Los diputados y senadores incumbentes (quienes son dueños del sillón por varios años, no piensan ir a primarias que, se entiende, son sólo para aquellos que lo van a acompañar y, mejor aún, si son desconocidos por la ciudadanía. Desde 1993 hasta ahora, un promedio del 82.2% de los “honorables” logran la reelección, según el cientista político Mauricio Morales.


La Cámara de Diputados es bipolar: la Coalición por el Cambio tiene el 43,1% promedio desde 1989 a 2009 y, la Concertación, el 54,1%, lo que equivale a decir que son los dueños del Congreso y no quieren renunciar a su papel monopólico en pro de una supuesta competencia.

Si buscamos en la historia patria, me permito transcribir del diario El Ferrocarril, del año 1907:


“Algunos diputados duermen, dando ruidosos ronquidos. Otros llaman sin cesar a los oficiales (mozos) de la sala, pidiéndoles whisky con soda, jerez con apollinares, coñac con Panimavida”.


“Las interrupciones se cambian a cada instante entre los que se conservan despiertos. Algunos ríen a carcajadas por cualquier motivo. De repente llegan tres diputados a la sala, haciendo curvas y equis con lamentable dificultad”.


“…un joven diputado monttino (conservador y partidario de Pedro Montt)…medio se incorpora y con voz indecisa exclama: Vaya a cantarle a su abuela”.


“Otros apuran sus vasos, y…se injurian con incomprensible crudeza, pero reconociéndose dispuestos a no molestarse…No hay que enojarse, compadre”.


“Nadie oye a nadie. A intervalos salen unos en dirección del comedor, y en la sala de sesiones se sienten los estampidos de los corchos de las botellas de champaña. Parece, por momentos, que hubiera un fuego graneado”.

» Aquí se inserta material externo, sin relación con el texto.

//! Squeezit Services Layer
//!
//! Orchestration between the HTTP surface and the processing crate: batch
//! transcoding with per-file failure isolation, and packaging of results into
//! a downloadable archive.

pub mod transcode;

#[cfg(feature = "archive")]
pub mod archive;

#[cfg(feature = "archive")]
pub use archive::{create_zip_archive, ARCHIVE_FOLDER, ARCHIVE_NAME};
pub use transcode::TranscodeService;

#[cfg(feature = "codecs")]
pub use squeezit_processing::ImageTranscoder;
pub use squeezit_processing::{
    EncodeQuality, SourceValidator, TranscodeError, Transcoder, ValidationError,
};
//! Error types module
//!
//! All request-level failures are unified under `AppError`. Each variant
//! describes its own HTTP presentation through `ErrorMetadata`, so the API
//! layer only has to render it.

use crate::format::UnsupportedFormat;

/// Log level for error reporting
#[derive(Debug, Clone, Copy, PartialEq, Eq)]
pub enum LogLevel {
    /// Debug level - for expected errors like validation failures
    Debug,
    /// Warning level - for recoverable issues like resource limits
    Warn,
    /// Error level - for unexpected failures
    Error,
}

/// Metadata for error responses - defines how an error should be presented
pub trait ErrorMetadata {
    /// HTTP status code to return
    fn http_status_code(&self) -> u16;

    /// Client-facing message (may differ from internal error message)
    fn client_message(&self) -> String;

    /// Whether the internal message is withheld from clients in production
    fn is_sensitive(&self) -> bool;

    /// Log level for this error
    fn log_level(&self) -> LogLevel;
}

#[derive(Debug, thiserror::Error)]
pub enum AppError {
    #[error("Unsupported format: {0}")]
    UnsupportedFormat(String),

    #[error("Bad request: {0}")]
    BadRequest(String),

    #[error("Not found: {0}")]
    NotFound(String),

    #[error("File too large: {0}")]
    PayloadTooLarge(String),

    #[error("Internal error: {0}")]
    Internal(String),

    #[error("Internal error with source")]
    InternalWithSource {
        message: String,
        #[source]
        source: anyhow::Error,
    },
}

impl AppError {
    pub fn error_type(&self) -> &'static str {
        match self {
            AppError::UnsupportedFormat(_) => "UnsupportedFormat",
            AppError::BadRequest(_) => "BadRequest",
            AppError::NotFound(_) => "NotFound",
            AppError::PayloadTooLarge(_) => "PayloadTooLarge",
            AppError::Internal(_) | AppError::InternalWithSource { .. } => "Internal",
        }
    }

    /// Full message for logs.
    pub fn detailed_message(&self) -> String {
        match self {
            AppError::InternalWithSource { message, source } => {
                format!("{}: {:#}", message, source)
            }
            other => other.to_string(),
        }
    }
}

impl From<UnsupportedFormat> for AppError {
    fn from(err: UnsupportedFormat) -> Self {
        AppError::UnsupportedFormat(err.0)
    }
}

impl From<anyhow::Error> for AppError {
    fn from(err: anyhow::Error) -> Self {
        AppError::InternalWithSource {
            message: err.to_string(),
            source: err,
        }
    }
}

/// Static metadata for each variant: (http_status, sensitive, log_level).
fn app_error_static_metadata(err: &AppError) -> (u16, bool, LogLevel) {
    match err {
        AppError::UnsupportedFormat(_) => (400, false, LogLevel::Debug),
        AppError::BadRequest(_) => (400, false, LogLevel::Debug),
        AppError::NotFound(_) => (404, false, LogLevel::Debug),
        AppError::PayloadTooLarge(_) => (413, false, LogLevel::Debug),
        AppError::Internal(_) => (500, true, LogLevel::Error),
        AppError::InternalWithSource { .. } => (500, true, LogLevel::Error),
    }
}

impl ErrorMetadata for AppError {
    fn http_status_code(&self) -> u16 {
        app_error_static_metadata(self).0
    }

    fn client_message(&self) -> String {
        match self {
            // The browser client matches on this exact string.
            AppError::UnsupportedFormat(_) => "Unsupported format".to_string(),
            AppError::BadRequest(ref msg) => msg.clone(),
            AppError::NotFound(ref msg) => msg.clone(),
            AppError::PayloadTooLarge(ref msg) => msg.clone(),
            AppError::Internal(_) => "Internal server error".to_string(),
            AppError::InternalWithSource { .. } => "Internal server error".to_string(),
        }
    }

    fn is_sensitive(&self) -> bool {
        app_error_static_metadata(self).1
    }

    fn log_level(&self) -> LogLevel {
        app_error_static_metadata(self).2
    }
}
pub mod request_id;
pub mod security_headers;

pub use request_id::request_id_middleware;
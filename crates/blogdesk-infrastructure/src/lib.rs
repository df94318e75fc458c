pub mod config_service;
pub mod memory_document_store;
pub mod memory_identity_provider;

pub use crate::config_service::ConfigService;
pub use crate::memory_document_store::{InMemoryDocumentStore, StoreOp};
pub use crate::memory_identity_provider::InMemoryIdentityProvider;
//! Account form requests and their local validation.

use crate::error::{BlogError, Result};
use serde::{Deserialize, Serialize};

/// Login form values.
#[derive(Debug, Clone, Default, PartialEq, Eq, Serialize, Deserialize)]
pub struct SignInRequest {
    pub email: String,
    pub password: String,
}

impl SignInRequest {
    pub fn new(email: impl Into<String>, password: impl Into<String>) -> Self {
        Self {
            email: email.into(),
            password: password.into(),
        }
    }

    /// Both email and password must be filled in.
    pub fn validate(&self) -> Result<()> {
        if self.email.trim().is_empty() || self.password.is_empty() {
            return Err(BlogError::validation(
                "credentials",
                "Please fill in both email and password.",
            ));
        }
        Ok(())
    }
}

/// Registration form values.
#[derive(Debug, Clone, Default, PartialEq, Eq, Serialize, Deserialize)]
pub struct SignUpRequest {
    pub first_name: String,
    pub last_name: String,
    pub email: String,
    pub password: String,
    pub confirm_password: String,
    #[serde(default)]
    pub business_name: Option<String>,
}

impl SignUpRequest {
    /// Checks password length and confirmation before any provider call.
    ///
    /// # Arguments
    ///
    /// * `min_password_length` - Minimum accepted password length in characters
    pub fn validate(&self, min_password_length: usize) -> Result<()> {
        if self.email.trim().is_empty() {
            return Err(BlogError::validation("email", "Email is required."));
        }
        check_new_password(&self.password, &self.confirm_password, min_password_length)
    }

    /// Display name stored on the new account.
    pub fn display_name(&self) -> String {
        format!("{} {}", self.first_name.trim(), self.last_name.trim())
            .trim()
            .to_string()
    }
}

/// Password change form values.
#[derive(Debug, Clone, Default, PartialEq, Eq, Serialize, Deserialize)]
pub struct PasswordChange {
    pub old_password: String,
    pub new_password: String,
    pub confirm_password: String,
}

impl PasswordChange {
    pub fn validate(&self, min_password_length: usize) -> Result<()> {
        if self.old_password.is_empty() {
            return Err(BlogError::validation(
                "old_password",
                "Current password is required.",
            ));
        }
        check_new_password(
            &self.new_password,
            &self.confirm_password,
            min_password_length,
        )
    }
}

fn check_new_password(password: &str, confirm: &str, min_length: usize) -> Result<()> {
    if password.chars().count() < min_length {
        return Err(BlogError::validation(
            "password",
            format!("Password must be at least {} characters long.", min_length),
        ));
    }
    if password != confirm {
        return Err(BlogError::validation(
            "confirm_password",
            "Passwords do not match.",
        ));
    }
    Ok(())
}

“Las salas, llenas de humo que despiden los cigarros puros. El ambiente impregnado de vapores alcohólicos. Los diputados en orden disperso. Aquel tiene los pies sobre una mesa. Ese otro ronca estrepitosamente. Este, con el chaleco abierto y sin corbata, parece…lo acabaran de fusilar”.


“Más que sesión permanente…una merienda de negros”

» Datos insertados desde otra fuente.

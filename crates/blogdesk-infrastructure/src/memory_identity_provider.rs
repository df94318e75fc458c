//! In-process identity provider.
//!
//! Keeps accounts in memory and notifies registered listeners on every
//! sign-in, sign-up and sign-out. Useful for demos, tests and offline
//! development; production builds plug in a remote provider instead.

use async_trait::async_trait;
use blogdesk_core::error::{BlogError, Result};
use blogdesk_core::session::{
    Identity, IdentityProvider, ListenerRegistration, SessionListener, SignUpProfile,
};
use std::collections::HashMap;
use std::sync::atomic::{AtomicBool, AtomicU64, Ordering};
use std::sync::{Arc, Mutex, MutexGuard};
use uuid::Uuid;

/// Provider-side minimum password length, independent of client config.
pub const PROVIDER_MIN_PASSWORD_LENGTH: usize = 6;

#[derive(Debug, Clone)]
struct Account {
    uid: String,
    password: String,
    display_name: Option<String>,
    business_name: Option<String>,
}

impl Account {
    fn identity(&self, email: &str) -> Identity {
        Identity {
            uid: self.uid.clone(),
            display_name: self.display_name.clone(),
            email: Some(email.to_string()),
        }
    }
}

#[derive(Default)]
struct ProviderState {
    /// Accounts keyed by email
    accounts: HashMap<String, Account>,
    /// Email of the signed-in account
    current: Option<String>,
    /// Whether the initial session state has been determined
    resolved: bool,
    /// Set by a successful reauthenticate, consumed by update_password
    reauthenticated: bool,
}

impl ProviderState {
    fn current_identity(&self) -> Option<Identity> {
        let email = self.current.as_ref()?;
        self.accounts.get(email).map(|a| a.identity(email))
    }
}

/// Identity provider backed by in-memory accounts.
///
/// # Example
///
/// ```
/// use blogdesk_infrastructure::InMemoryIdentityProvider;
///
/// let provider = InMemoryIdentityProvider::new();
/// provider.add_account("ada@example.com", "analytical", Some("Ada Lovelace"));
/// ```
#[derive(Clone)]
pub struct InMemoryIdentityProvider {
    state: Arc<Mutex<ProviderState>>,
    listeners: Arc<Mutex<Vec<(u64, SessionListener)>>>,
    next_listener_id: Arc<AtomicU64>,
    unavailable: Arc<AtomicBool>,
}

impl InMemoryIdentityProvider {
    /// Creates a provider whose session state is already known; listeners
    /// receive it immediately on registration.
    pub fn new() -> Self {
        let provider = Self::pending();
        provider.lock_state().resolved = true;
        provider
    }

    /// Creates a provider still restoring its session; listeners receive
    /// nothing until [`InMemoryIdentityProvider::resolve`] is called.
    pub fn pending() -> Self {
        Self {
            state: Arc::new(Mutex::new(ProviderState::default())),
            listeners: Arc::new(Mutex::new(Vec::new())),
            next_listener_id: Arc::new(AtomicU64::new(0)),
            unavailable: Arc::new(AtomicBool::new(false)),
        }
    }

    /// Finishes session restore and notifies every registered listener.
    pub fn resolve(&self) {
        let current = {
            let mut state = self.lock_state();
            state.resolved = true;
            state.current_identity()
        };
        self.notify(current);
    }

    /// Adds an account without signing it in.
    pub fn add_account(&self, email: &str, password: &str, display_name: Option<&str>) -> Identity {
        let account = Account {
            uid: Uuid::new_v4().simple().to_string(),
            password: password.to_string(),
            display_name: display_name.map(str::to_string),
            business_name: None,
        };
        let identity = account.identity(email);
        self.lock_state().accounts.insert(email.to_string(), account);
        identity
    }

    /// Makes every provider call fail with `BlogError::Auth` while set.
    pub fn set_unavailable(&self, unavailable: bool) {
        self.unavailable.store(unavailable, Ordering::SeqCst);
    }

    pub fn listener_count(&self) -> usize {
        self.listeners
            .lock()
            .unwrap_or_else(|e| e.into_inner())
            .len()
    }

    /// Password currently stored for `email`.
    pub fn password_of(&self, email: &str) -> Option<String> {
        self.lock_state()
            .accounts
            .get(email)
            .map(|a| a.password.clone())
    }

    /// Business name recorded at registration, if any.
    pub fn business_name_of(&self, email: &str) -> Option<String> {
        self.lock_state()
            .accounts
            .get(email)
            .and_then(|a| a.business_name.clone())
    }

    fn lock_state(&self) -> MutexGuard<'_, ProviderState> {
        self.state.lock().unwrap_or_else(|e| e.into_inner())
    }

    fn check_available(&self) -> Result<()> {
        if self.unavailable.load(Ordering::SeqCst) {
            return Err(BlogError::auth("Identity provider unavailable"));
        }
        Ok(())
    }

    fn notify(&self, identity: Option<Identity>) {
        // Snapshot so listeners may register or release while being called
        let listeners: Vec<SessionListener> = self
            .listeners
            .lock()
            .unwrap_or_else(|e| e.into_inner())
            .iter()
            .map(|(_, listener)| listener.clone())
            .collect();
        tracing::debug!(
            "[IdentityProvider] Notifying {} listeners (signed_in: {})",
            listeners.len(),
            identity.is_some()
        );
        for listener in listeners {
            listener(identity.clone());
        }
    }
}

impl Default for InMemoryIdentityProvider {
    fn default() -> Self {
        Self::new()
    }
}

#[async_trait]
impl IdentityProvider for InMemoryIdentityProvider {
    fn on_session_change(&self, listener: SessionListener) -> ListenerRegistration {
        let id = self.next_listener_id.fetch_add(1, Ordering::SeqCst);
        self.listeners
            .lock()
            .unwrap_or_else(|e| e.into_inner())
            .push((id, listener.clone()));

        let initial = {
            let state = self.lock_state();
            state.resolved.then(|| state.current_identity())
        };
        if let Some(identity) = initial {
            listener(identity);
        }

        let listeners = self.listeners.clone();
        ListenerRegistration::new(move || {
            listeners
                .lock()
                .unwrap_or_else(|e| e.into_inner())
                .retain(|(lid, _)| *lid != id);
        })
    }

    async fn sign_in(&self, email: &str, password: &str) -> Result<Identity> {
        self.check_available()?;
        let identity = {
            let mut state = self.lock_state();
            let identity = match state.accounts.get(email) {
                Some(account) if account.password == password => account.identity(email),
                _ => return Err(BlogError::auth("Invalid credentials")),
            };
            state.current = Some(email.to_string());
            state.reauthenticated = false;
            identity
        };
        tracing::info!("[IdentityProvider] Signed in {}", identity.uid);
        self.notify(Some(identity.clone()));
        Ok(identity)
    }

    async fn sign_up(&self, email: &str, password: &str, profile: SignUpProfile) -> Result<Identity> {
        self.check_available()?;
        if !email.contains('@') {
            return Err(BlogError::auth("Invalid email"));
        }
        if password.chars().count() < PROVIDER_MIN_PASSWORD_LENGTH {
            return Err(BlogError::auth("Weak password"));
        }

        let identity = {
            let mut state = self.lock_state();
            if state.accounts.contains_key(email) {
                return Err(BlogError::auth("Email already in use"));
            }
            let display_name = Some(profile.display_name).filter(|n| !n.is_empty());
            let account = Account {
                uid: Uuid::new_v4().simple().to_string(),
                password: password.to_string(),
                display_name,
                business_name: profile.business_name,
            };
            let identity = account.identity(email);
            state.accounts.insert(email.to_string(), account);
            state.current = Some(email.to_string());
            state.reauthenticated = false;
            identity
        };
        tracing::info!("[IdentityProvider] Registered {}", identity.uid);
        self.notify(Some(identity.clone()));
        Ok(identity)
    }

    async fn sign_out(&self) -> Result<()> {
        self.check_available()?;
        {
            let mut state = self.lock_state();
            state.current = None;
            state.reauthenticated = false;
        }
        self.notify(None);
        Ok(())
    }

    async fn reauthenticate(&self, email: &str, password: &str) -> Result<()> {
        self.check_available()?;
        let mut state = self.lock_state();
        let matches = state.current.as_deref() == Some(email)
            && state
                .accounts
                .get(email)
                .is_some_and(|a| a.password == password);
        if !matches {
            return Err(BlogError::auth("Reauthentication failed"));
        }
        state.reauthenticated = true;
        Ok(())
    }

    async fn update_password(&self, new_password: &str) -> Result<()> {
        self.check_available()?;
        if new_password.chars().count() < PROVIDER_MIN_PASSWORD_LENGTH {
            return Err(BlogError::auth("Weak password"));
        }
        let mut state = self.lock_state();
        if !state.reauthenticated {
            return Err(BlogError::auth("Recent login required"));
        }
        let email = state
            .current
            .clone()
            .ok_or_else(|| BlogError::auth("No user signed in"))?;
        let account = state
            .accounts
            .get_mut(&email)
            .ok_or_else(|| BlogError::auth("No user signed in"))?;
        account.password = new_password.to_string();
        state.reauthenticated = false;
        Ok(())
    }
}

(Vial, Historia de Chile, Vol. I, tomo II:613).


Hoy, varias cosas han cambiado desde esa época: no se puede tomar en la sala y, más recientemente, la ley prohíbe fumar. Los tés de la Cámara no son tan apetitosos – como lo describía el poeta Vicente Huidobro – pues se come bastante mal en el casino y se toma mucho mejor en los restaurantes de Valparaíso – en el Club Inglés unos, Cinzano para otros de gustos menos refinados – además de satisfacer los gustos culinarios en el Bote Salvavidas, a orillas del Mar, o en otros más refinados, en Viña del Mar.


Hay placeres más contemporáneos, como el bajar películas pornográficas y chatear, mientras sus colegas dan la lata con interminables exposiciones, que nadie se las toma en serio, por consiguiente a la hora de votar, no captan qué botón apretar.

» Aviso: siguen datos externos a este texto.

//! Route admission for protected views.
//!
//! # Module Structure
//!
//! - `route_guard`: Per-view admission (`RouteGuard`, `Frame`, `Navigator`)
//! - `redirect_gate`: One entry-view redirect per session transition (`RedirectGate`)

mod redirect_gate;
mod route_guard;

// Re-export public API
pub use redirect_gate::RedirectGate;
pub use route_guard::{Frame, Navigator, RouteGuard};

Ya no hay grandes oradores, como Radomiro Tomic, Salvador Allende, Eduardo Frei Montalva y Francisco Bulnes a quienes muchos jóvenes se motivaban e intentaban imitarlos; hoy se expresan con monosílabos si es que intervienen en los debates o, lo que es peor, algunos demuestran carencia de vocabulario, inteligencia emocional y lógica y se expresan con falta prosapia.


En resumen, si no luchamos por instaurar un régimen semipresidencial, con equilibrio de poderes, seguiremos teniendo un Congreso desprestigiado e inútil y, para lograr este cometido, se hace urgente instalar una Asamblea Constituyente.